Bob Diachenko, a security researcher for consultancy Security Discovery, found the first Verifications.io database online, and said the marketing tech biz, based in Tallinn, Estonia, acknowledged the gaffe and hid the data silos from public view after he flagged it up.
Verifications.io told Diachenko that its company database was "built with public information, not client data." This suggests at least some of email addresses and other details in the company's databases were downloaded or scraped from the internet.
Diachenko didn't immediately respond to a request for comment.
Amazon tries to ruin infosec world's fastest-growing cottage industry (finding data-spaffing S3 storage buckets)READ MORE
Security researcher Troy Hunt, who maintains the HaveIBeenPwned database of email accounts that have been exposed in online data dumps, said about a third of the email addresses in the Verifications.io database are new to HaveIBeenPwned. The other two thirds presumably were culled from the same online sources that supplied Hunt's archives.
Martin said Verifications.io's claim that its data came from public sources is open to interpretation. "These data sources might have been public at one time in the past and then not public at a later time," he said. "It would be interesting to know if the company had a process of continuous compliance where they would validate if they were still allowed to store the data over time."
Dtex, a security biz that focuses on the dangers of rogue or slipshod employees within businesses, said in its recent 2019 Insider Threat Intelligence Report that 98 per cent of incidents involving data left exposed in the cloud can be attributed to human error.
MongoDB versions prior to 2.6.0, released in 2014, were network accessible by default.

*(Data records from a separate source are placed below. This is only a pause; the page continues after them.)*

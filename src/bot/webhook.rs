//! Webhook mode.
//!
//! teloxide's axum listener registers the webhook with Telegram, serves
//! updates on the configured port, and removes the webhook on shutdown.

use std::net::SocketAddr;

use anyhow::Context;
use teloxide::dispatching::DefaultKey;
use teloxide::prelude::*;
use teloxide::update_listeners::webhooks::{self, Options};
use tracing::info;
use url::Url;

use super::dispatcher::ThrottledBot;
use crate::config::Config;

/// Listener options from config.
fn webhook_options(config: &Config) -> anyhow::Result<Options> {
    let raw = config
        .webhook_url
        .as_deref()
        .context("WEBHOOK_URL must be set when using webhook mode")?;
    let url = Url::parse(raw).with_context(|| format!("invalid WEBHOOK_URL {raw:?}"))?;

    let address = SocketAddr::from(([0, 0, 0, 0], config.webhook_port));
    let mut options = Options::new(address, url);
    if let Some(secret) = &config.webhook_secret {
        options = options.secret_token(secret.clone());
    }
    Ok(options)
}

/// Serve updates through a webhook until shutdown.
pub async fn start_webhook(
    config: &Config,
    mut dispatcher: Dispatcher<ThrottledBot, anyhow::Error, DefaultKey>,
    bot: ThrottledBot,
) -> anyhow::Result<()> {
    let options = webhook_options(config)?;
    info!(url = %options.url, address = %options.address, "Setting webhook");

    // setWebhook needs no rate limiting.
    let listener = webhooks::axum(bot.inner().clone(), options)
        .await
        .context("failed to set up webhook")?;

    info!("Webhook ready, waiting for updates...");

    let error_handler = LoggingErrorHandler::with_custom_text("Error from update listener");
    dispatcher
        .dispatch_with_listener(listener, error_handler)
        .await;
    Ok(())
}

#[cfg(test)]
mod tests {
    use super::*;

    fn config(pairs: &[(&str, &str)]) -> Config {
        let map: std::collections::HashMap<String, String> = pairs
            .iter()
            .map(|(k, v)| (k.to_string(), v.to_string()))
            .collect();
        Config::from_lookup(|key| map.get(key).cloned()).unwrap()
    }

    #[test]
    fn test_options_from_config() {
        let config = config(&[
            ("BOT_TOKEN", "1:abc"),
            ("BOT_MODE", "webhook"),
            ("WEBHOOK_URL", "https://bot.example.com/hook"),
            ("WEBHOOK_PORT", "9000"),
            ("WEBHOOK_SECRET", "s3cret"),
        ]);

        let options = webhook_options(&config).unwrap();
        assert_eq!(options.url.as_str(), "https://bot.example.com/hook");
        assert_eq!(options.address.port(), 9000);
        assert_eq!(options.secret_token.as_deref(), Some("s3cret"));
    }

    #[test]
    fn test_invalid_url_is_an_error() {
        let config = config(&[
            ("BOT_TOKEN", "1:abc"),
            ("BOT_MODE", "webhook"),
            ("WEBHOOK_URL", "not a url"),
        ]);
        assert!(webhook_options(&config).is_err());
    }
}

Reversing that default setting hasn't persuaded people to securely configure their MongoDB installations, though. Out of the box, MongoDB requires no authentication to access, a detail a lot of folks appear to overlook. ®
Updated to add
Vinny Troia, who stumbled upon the exposed Verifications.io data along with Diachenko, maintains roughly 810 million netizens were exposed by the misconfigured MongoDB installation.
Dynarisk, meanwhile, told us it counted up more than two billion records from all the databases, and, after further analysis, identified a total of 999 million unique email addresses.